Sunday, May 27, 2012

Pigeon Navigation (4): Identifying Landmarks

In this last post on pigeon navigation we'll see how we can identify the most important or "information rich" parts of a pigeons flight paths, and then equate these to the landmarks the pigeon uses.

Using the idea that a pigeon learns, and then attempts to follow a memorised `habitual route', we saw in the last post that we could use previously recorded flight paths to predict what future flights by the same pigeon, from the same release site would look like. We could assign a probability to any future path, thus deciding whether it was predictable or not after considering the past flights. The fact that paths typically became more predictable over successive flights was evidence that the pigeons were learning routes home and then sticking to them.

But how does a pigeon learn a route home. It is unlikely that it imagines a perfect line on the ground below it, representing some kind of idealised route it wants to follow. Memorising a complete continuous path, which has an infinite number of locations along it, is hard. Instead, the generally accepted hypothesis is that a pigeon learns its route by memorising a small number of landmarks which act as waypoints. This idea, known as `pilotage', supposes that the bird reaches one landmark, then reorients itself to head for the next until it reaches home.

Can we detect where these landmarks are, using the methodology we've developed so far? Of course we can!

Recall that we previously assumed that a flight path always consisted of 100 recorded positions, starting at the release point and ending at the home loft. We predicted future flights by using these 100 points on each flight path to estimate a habitual route  that the bird was trying to follow. We predict that future flights will also look like this habitual route, plus some variation that changes from flight to flight.

In principle we can choose to ignore some of this data. We can, if we want, choose to estimate the habitual path using only a subset of the data we have. For example, we might choose 10 random points of the 100 we have of each flight, then try to estimate the habitual route from these.

The first important point to understand for identifying landmarks is that such an approach will have varying degrees of success, depending on which points are selected. Consider the figure below


In each case the faint black line is the same simple bell curve. The black dots indicate 3 points on this curve that we are "allowed" to know in order to make a guess what the whole curve looks like. If we draw a smooth line through these three points we get the two red lines. Hopefully it should be clear that the red line on the left is a much better estimate of the bell curve than the very low red line on the right. Therefore, if I wanted to remember 3 points to try and remember the whole of the faint black line, I would better off choosing those on the left, rather than those on the left

But this is exactly what the pigeon has to do! It needs to remember a few landmarks so it can remember the whole of its route home. This suggests the second important point for identifying landmarks: the points that allow best estimation of the habitual route are the same points as the pigeon's landmarks. That means that we assume the pigeon does a good job of choosing the most efficient way to compress its habitual route into a few key points.

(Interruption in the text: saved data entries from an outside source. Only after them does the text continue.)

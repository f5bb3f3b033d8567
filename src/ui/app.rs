//! Main TUI application state and logic

use crate::parser::ast::Program;
use crate::parser::diagnostics::Diagnostic;
use crate::trace::{TraceAction, TraceStep};
use crate::ui::panes::{self, SourceScrollState, StatusRenderData};
use crossterm::event::{self, Event, KeyCode, KeyEvent, KeyEventKind};
use ratatui::{
    backend::Backend,
    layout::{Constraint, Direction, Layout},
    Frame, Terminal,
};
use std::io;
use std::time::{Duration, Instant};

/// Which pane is currently focused
#[derive(Debug, Clone, Copy, PartialEq, Eq)]
pub enum FocusedPane {
    Source,
    Output,
    Stack,
    Trace,
}

impl FocusedPane {
    /// Move focus to the next pane (clockwise: source -> output -> stack -> trace)
    pub fn next(self) -> Self {
        match self {
            FocusedPane::Source => FocusedPane::Output,
            FocusedPane::Output => FocusedPane::Stack,
            FocusedPane::Stack => FocusedPane::Trace,
            FocusedPane::Trace => FocusedPane::Source,
        }
    }
}

/// The main application state
pub struct App {
    /// The source text that was parsed
    pub source_code: String,

    /// Recorded parse steps
    pub steps: Vec<TraceStep>,

    /// The parse result shown in the output pane
    pub outcome: Result<Program, Vec<Diagnostic>>,

    /// Index of the step being shown
    pub position: usize,

    /// Currently focused pane
    pub focused_pane: FocusedPane,

    /// Per-pane scroll state
    pub source_scroll: SourceScrollState,
    pub stack_scroll: usize,
    pub trace_scroll: usize,
    pub output_scroll: usize,

    /// Whether the app should quit
    pub should_quit: bool,

    /// Status message to display
    pub status_message: String,

    /// Whether auto-play mode is active
    pub is_playing: bool,

    /// Last time a step was taken in play mode
    pub last_play_time: Instant,

    /// Last time space was pressed (for debouncing)
    pub last_space_press: Instant,
}

impl App {
    pub fn new(
        source_code: String,
        steps: Vec<TraceStep>,
        outcome: Result<Program, Vec<Diagnostic>>,
    ) -> Self {
        let now = Instant::now();
        App {
            source_code,
            steps,
            outcome,
            position: 0,
            focused_pane: FocusedPane::Source,
            source_scroll: SourceScrollState::default(),
            stack_scroll: 0,
            trace_scroll: 0,
            output_scroll: 0,
            should_quit: false,
            status_message: String::from("Ready!"),
            is_playing: false,
            last_play_time: now,
            last_space_press: now.checked_sub(Duration::from_secs(1)).unwrap_or(now),
        }
    }

    /// Run the TUI application
    pub fn run<B: Backend>(&mut self, terminal: &mut Terminal<B>) -> io::Result<()> {
        loop {
            terminal.draw(|f| self.render(f))?;

            if self.should_quit {
                break;
            }

            if self.is_playing && self.last_play_time.elapsed() >= Duration::from_millis(400) {
                if self.step_forward() {
                    self.status_message = "Playing...".to_string();
                } else {
                    self.is_playing = false;
                    self.status_message = "Playback complete".to_string();
                }
                self.last_play_time = Instant::now();
            }

            // Poll with a timeout so auto-play keeps running
            if event::poll(Duration::from_millis(50))? {
                if let Event::Key(key) = event::read()? {
                    if key.kind == KeyEventKind::Press {
                        self.handle_key_event(key);
                    }
                }
            }
        }

        Ok(())
    }

    pub fn current_step(&self) -> Option<&TraceStep> {
        self.steps.get(self.position)
    }

    /// Whether the shown step is the halt of a rejected parse
    pub fn is_at_halt(&self) -> bool {
        matches!(
            self.current_step().map(|s| &s.action),
            Some(TraceAction::Halt { .. })
        )
    }

    /// Advance one step; false at the last step
    pub fn step_forward(&mut self) -> bool {
        if self.position + 1 < self.steps.len() {
            self.position += 1;
            true
        } else {
            false
        }
    }

    /// Go back one step; false at the first step
    pub fn step_backward(&mut self) -> bool {
        if self.position > 0 {
            self.position -= 1;
            true
        } else {
            false
        }
    }

    pub fn jump_to_end(&mut self) {
        self.position = self.steps.len().saturating_sub(1);
    }

    pub fn jump_to_start(&mut self) {
        self.position = 0;
    }

    /// Render the UI
    fn render(&mut self, frame: &mut Frame) {
        let size = frame.area();

        // 4 panes in 2 columns, plus status bar at bottom
        let main_chunks = Layout::default()
            .direction(Direction::Vertical)
            .constraints([Constraint::Min(0), Constraint::Length(1)])
            .split(size);

        let columns = Layout::default()
            .direction(Direction::Horizontal)
            .constraints([Constraint::Percentage(55), Constraint::Percentage(45)])
            .split(main_chunks[0]);

        // Left column: Source (top) | Output (bottom)
        let left_rows = Layout::default()
            .direction(Direction::Vertical)
            .constraints([Constraint::Percentage(60), Constraint::Percentage(40)])
            .split(columns[0]);

        // Right column: Stack (top) | Trace (bottom)
        let right_rows = Layout::default()
            .direction(Direction::Vertical)
            .constraints([Constraint::Percentage(40), Constraint::Percentage(60)])
            .split(columns[1]);

        let (current_line, stack) = match self.current_step() {
            Some(step) => (step.location.line, step.stack.clone()),
            None => (0, Vec::new()),
        };
        let is_error = self.is_at_halt();

        panes::render_source_pane(
            frame,
            left_rows[0],
            &self.source_code,
            current_line,
            is_error,
            self.focused_pane == FocusedPane::Source,
            &mut self.source_scroll,
        );

        panes::render_output_pane(
            frame,
            left_rows[1],
            &self.outcome,
            self.focused_pane == FocusedPane::Output,
            &mut self.output_scroll,
        );

        panes::render_stack_pane(
            frame,
            right_rows[0],
            &stack,
            self.focused_pane == FocusedPane::Stack,
            &mut self.stack_scroll,
        );

        panes::render_trace_pane(
            frame,
            right_rows[1],
            &self.steps,
            self.position,
            self.focused_pane == FocusedPane::Trace,
            &mut self.trace_scroll,
        );

        panes::render_status_bar(
            frame,
            main_chunks[1],
            StatusRenderData {
                message: &self.status_message,
                current_step: self.position,
                total_steps: self.steps.len(),
                accepted: self.outcome.is_ok(),
                is_playing: self.is_playing,
            },
        );
    }

    /// Handle keyboard events
    fn handle_key_event(&mut self, key: KeyEvent) {
        match key.code {
            KeyCode::Char('q') | KeyCode::Char('Q') => {
                self.should_quit = true;
            }
            // Number keys step forward N times
            KeyCode::Char(c @ '1'..='9') => {
                self.is_playing = false;
                let n = c.to_digit(10).unwrap_or(1);
                let mut stepped = 0;
                for _ in 0..n {
                    if !self.step_forward() {
                        break;
                    }
                    stepped += 1;
                }
                self.status_message = format!("Stepped forward {} step(s)", stepped);
            }
            KeyCode::Tab => {
                self.focused_pane = self.focused_pane.next();
            }
            KeyCode::Left => {
                self.is_playing = false;
                self.status_message = if self.step_backward() {
                    "Stepped backward".to_string()
                } else {
                    "Already at the first step".to_string()
                };
            }
            KeyCode::Right => {
                self.is_playing = false;
                self.status_message = if self.step_forward() {
                    "Stepped forward".to_string()
                } else {
                    "Already at the last step".to_string()
                };
            }
            KeyCode::Up => self.scroll(-1),
            KeyCode::Down => self.scroll(1),
            KeyCode::Char(' ') => {
                // Toggle auto-play (debounced against key repeat)
                if self.last_space_press.elapsed() >= Duration::from_millis(200) {
                    self.last_space_press = Instant::now();
                    self.is_playing = !self.is_playing;
                    self.status_message = if self.is_playing {
                        "Playing...".to_string()
                    } else {
                        "Paused".to_string()
                    };
                }
            }
            KeyCode::Enter => {
                self.is_playing = false;
                self.jump_to_end();
                self.status_message = "Jumped to end".to_string();
            }
            KeyCode::Backspace => {
                self.is_playing = false;
                self.jump_to_start();
                self.status_message = "Jumped to start".to_string();
            }
            _ => {}
        }
    }

    fn scroll(&mut self, delta: isize) {
        match self.focused_pane {
            FocusedPane::Source => {
                // Scrolling down moves the current line up visually
                if let Some(row) = self.source_scroll.target_line_row {
                    self.source_scroll.target_line_row = Some(row.saturating_add_signed(-delta));
                }
            }
            FocusedPane::Stack => {
                self.stack_scroll = self.stack_scroll.saturating_add_signed(delta);
            }
            FocusedPane::Trace => {
                self.trace_scroll = self.trace_scroll.saturating_add_signed(delta);
            }
            FocusedPane::Output => {
                self.output_scroll = self.output_scroll.saturating_add_signed(delta);
            }
        }
    }
}

#[cfg(test)]
mod tests {
    use super::*;
    use crate::parser::grammar::Grammar;
    use crate::parser::parse::Parser;
    use crate::trace::TraceRecorder;
    use crossterm::event::KeyModifiers;

    fn app(source: &str) -> App {
        let grammar = Grammar::standard().unwrap();
        let mut parser = Parser::from_source(grammar, source).with_trace(TraceRecorder::new(1000));
        let outcome = parser.parse();
        let steps = parser
            .take_trace()
            .map(|t| t.steps().to_vec())
            .unwrap_or_default();
        App::new(source.to_string(), steps, outcome)
    }

    fn press(app: &mut App, code: KeyCode) {
        app.handle_key_event(KeyEvent::new(code, KeyModifiers::NONE));
    }

    #[test]
    fn test_stepping_stays_in_bounds() {
        let mut app = app("Start end");
        assert_eq!(app.steps.len(), 6);

        assert!(!app.step_backward());
        press(&mut app, KeyCode::Char('9'));
        assert_eq!(app.position, 5);
        assert!(!app.step_forward());

        press(&mut app, KeyCode::Backspace);
        assert_eq!(app.position, 0);
        press(&mut app, KeyCode::Enter);
        assert_eq!(app.position, 5);
    }

    #[test]
    fn test_halt_is_last_step_of_rejected_parse() {
        let mut app = app("Start x := ; end");
        assert!(app.outcome.is_err());

        app.jump_to_end();
        assert!(app.is_at_halt());
        app.step_backward();
        assert!(!app.is_at_halt());
    }

    #[test]
    fn test_focus_cycles_and_quit() {
        let mut app = app("Start end");
        for _ in 0..4 {
            press(&mut app, KeyCode::Tab);
        }
        assert_eq!(app.focused_pane, FocusedPane::Source);

        press(&mut app, KeyCode::Char('q'));
        assert!(app.should_quit);
    }
}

Since we can never measure exactly how well we have estimated the habitual route, we do the next best thing and test how well any set of possible landmarks allows us to predict future flights. If we call the subset of times that correspond to landmark locations at t_lm, and the full set of times as t_full, then our task is to choose t_lm to maximise p(x_n+1(t_full) | x_1(t_lm), x_2(t_lm), ..., x_n(t_lm))

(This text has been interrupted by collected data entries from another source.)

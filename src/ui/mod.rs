//! Terminal user interface built on [ratatui](https://github.com/ratatui-org/ratatui).
//!
//! The viewer replays a recorded parse trace one shift or reduce at a time.
//! The UI is organized into three layers:
//!
//! - **[`app`]**: application state, keyboard event loop, pane focus, playback
//! - **[`panes`]**: stateless render functions for each visible pane (source,
//!   parse stack, trace, output, status bar)
//! - **[`theme`]**: centralized color palette used by all panes
//!
//! The entry point for consumers is [`App`]: construct it with the source, the
//! recorded [`TraceStep`]s and the parse outcome, then call [`App::run`] to
//! start the event loop.
//!
//! [`TraceStep`]: crate::trace::TraceStep
//! [`App::run`]: app::App::run

pub mod app;
pub mod panes;
pub mod theme;

pub use app::App;
//! Start/end source parser
//!
//! This module transforms Start/end source text into an Abstract Syntax Tree (AST):
//! - [`lexer`]: Tokenization (source text → tokens)
//! - [`grammar`]: Symbols, the 62 productions, FIRST sets, table loading
//! - [`parse`]: The parse engine (tokens → shifts and reductions)
//! - [`builder`]: Semantic actions (reductions → AST nodes)
//! - [`diagnostics`]: Structured token and parse errors
//! - [`ast`]: AST node definitions
//!
//! # Language
//!
//! A program is `Start <statements> end`. Statements are `var` declarations,
//! `:=` assignments, `if`/`then`/`else`/`end`, `while`/`do`/`end`,
//! `function name(params): type begin ... end`, calls terminated by `;` and
//! `return`. Expressions use `or`, `and`, `=`, `<>`, `<`, `>`, `+`, `-`, `*`,
//! `/` and the prefix operators `not`, `+`, `-`.
//!
//! # Parser Implementation
//!
//! Hand-written recursive descent that drives an explicit shift-reduce
//! stack; see [`parse`]. No external parser generator dependencies.

pub mod ast;
pub mod builder;
mod declarations;
pub mod diagnostics;
mod expressions;
pub mod grammar;
pub mod lexer;
pub mod parse;
mod statements;

use ast::Program;
use diagnostics::Diagnostic;
use grammar::{Grammar, GrammarLoadError};
use parse::Parser;
use thiserror::Error;

/// Failure of [`parse_source`]
#[derive(Debug, Error)]
pub enum Error {
    #[error(transparent)]
    Grammar(#[from] GrammarLoadError),
    #[error("parsing failed with {} diagnostic(s)", .0.len())]
    Syntax(Vec<Diagnostic>),
}

/// Parse source text with the built-in grammar
pub fn parse_source(source: &str) -> Result<Program, Error> {
    let grammar = Grammar::standard()?;
    Parser::from_source(grammar, source)
        .parse()
        .map_err(Error::Syntax)
}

And when we do this, we find landmarks that correspond to recognisable features of both the paths and the landscape beneath, such as below (remember I promised to explain what those red dots were...?)


The landmarks (the red dots) tend to be where the paths are very similar, since here the paths are a very good predictor of the habitual route, where the pigeon flies somewhere unexpected - the apex of the `C' shape - and where the path curves sharply. They also tend to be on the edge of forests and villages, above major roads and obvious features such as a church spire. 

[NB: Those with a machine learning background may see that this process is largely analogous to two other ideas. Active sampling, where we take data in an intelligent way to maximise our predictive power while minimising collection costs, and reduced rank Gaussian process approximations, where we use a subset of data points as `inducing points' to create a lower rank covariance matrix and speed up calculations.]